■ What you are asked to do
In the data below, how many lines contain the string "RenderTarget"? Give only the number.

■ Extracted data entries

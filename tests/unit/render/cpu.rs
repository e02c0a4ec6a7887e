use std::sync::Arc;

use super::*;
use crate::foundation::core::UvBounds;
use crate::overlay::compositor::bind;

const SIZE: u32 = 64;

fn target() -> RenderTarget {
    RenderTarget {
        width: SIZE,
        height: SIZE,
        clear_rgba: [0, 0, 0, 0],
    }
}

fn camera() -> Camera {
    Camera {
        position: Vec3::new(0.0, 0.0, 3.0),
        ..Camera::default()
    }
}

fn quad(name: &str, z: f32, half: f32) -> MeshNode {
    MeshNode::new(
        name,
        vec![
            Vec3::new(-half, -half, z),
            Vec3::new(half, -half, z),
            Vec3::new(half, half, z),
            Vec3::new(-half, half, z),
        ],
        vec![0, 1, 2, 0, 2, 3],
    )
    .with_uvs(vec![
        Vec2::new(0.0, 1.0),
        Vec2::new(1.0, 1.0),
        Vec2::new(1.0, 0.0),
        Vec2::new(0.0, 0.0),
    ])
}

fn full_bounds() -> UvBounds {
    UvBounds {
        u_min: 0.0,
        u_max: 1.0,
        v_min: 0.0,
        v_max: 1.0,
    }
}

fn solid(rgba: [u8; 4]) -> Arc<PixelBuffer> {
    Arc::new(PixelBuffer::filled(4, 4, rgba).unwrap())
}

fn render(model: &Model) -> PixelBuffer {
    CpuRenderer::default().render(model, &camera(), target()).unwrap()
}

#[test]
fn front_facing_quad_covers_center_only() {
    let out = render(&Model::from_meshes(vec![quad("q", 0.0, 0.5)]));
    let c = out.pixel(SIZE / 2, SIZE / 2);
    assert_eq!(c[3], 255);
    assert!(c[0] > 0 && c[0] == c[1] && c[1] == c[2]);
    assert_eq!(out.pixel(0, 0), [0, 0, 0, 0]);
    assert_eq!(out.pixel(SIZE - 1, SIZE - 1), [0, 0, 0, 0]);
}

#[test]
fn back_faces_are_culled() {
    let mut q = quad("q", 0.0, 0.5);
    q.indices = vec![0, 2, 1, 0, 3, 2];
    let out = render(&Model::from_meshes(vec![q]));
    assert!(out.is_fully_transparent());
}

#[test]
fn clear_color_fills_background() {
    let out = CpuRenderer::default()
        .render(
            &Model::default(),
            &camera(),
            RenderTarget {
                clear_rgba: [229, 231, 235, 255],
                ..target()
            },
        )
        .unwrap();
    assert_eq!(out.pixel(3, 7), [229, 231, 235, 255]);
}

#[test]
fn multiply_overlay_tints_the_base() {
    let plain = render(&Model::from_meshes(vec![quad("q", 0.0, 0.5)]));

    let mut q = quad("q", 0.0, 0.5);
    bind(&mut q, full_bounds(), solid([255, 0, 0, 255]), false);
    let tinted = render(&Model::from_meshes(vec![q]));

    let (p, t) = (plain.pixel(SIZE / 2, SIZE / 2), tinted.pixel(SIZE / 2, SIZE / 2));
    assert_eq!(t[0], p[0]);
    assert_eq!(t[1], 0);
    assert_eq!(t[2], 0);
    assert_eq!(t[3], 255);
}

#[test]
fn transparent_overlay_texels_are_discarded() {
    let plain = render(&Model::from_meshes(vec![quad("q", 0.0, 0.5)]));

    let mut q = quad("q", 0.0, 0.5);
    bind(&mut q, full_bounds(), solid([0, 0, 0, 0]), false);
    let out = render(&Model::from_meshes(vec![q]));
    assert_eq!(out, plain);
}

#[test]
fn overlays_respect_base_depth() {
    let near = quad("near", 0.5, 0.5);
    let mut far = quad("far", -0.5, 1.0);
    bind(&mut far, full_bounds(), solid([0, 0, 255, 255]), false);

    let out = render(&Model::from_meshes(vec![near, far]));
    let c = out.pixel(SIZE / 2, SIZE / 2);
    assert!(c[0] > 0 && c[0] == c[1], "near quad must hide the overlay: {c:?}");

    // Outside the near quad the far overlay is visible.
    let edge = out.pixel(SIZE / 2, 14);
    assert_eq!(edge[0], 0);
    assert!(edge[2] > 0);
}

■ Problem solution
3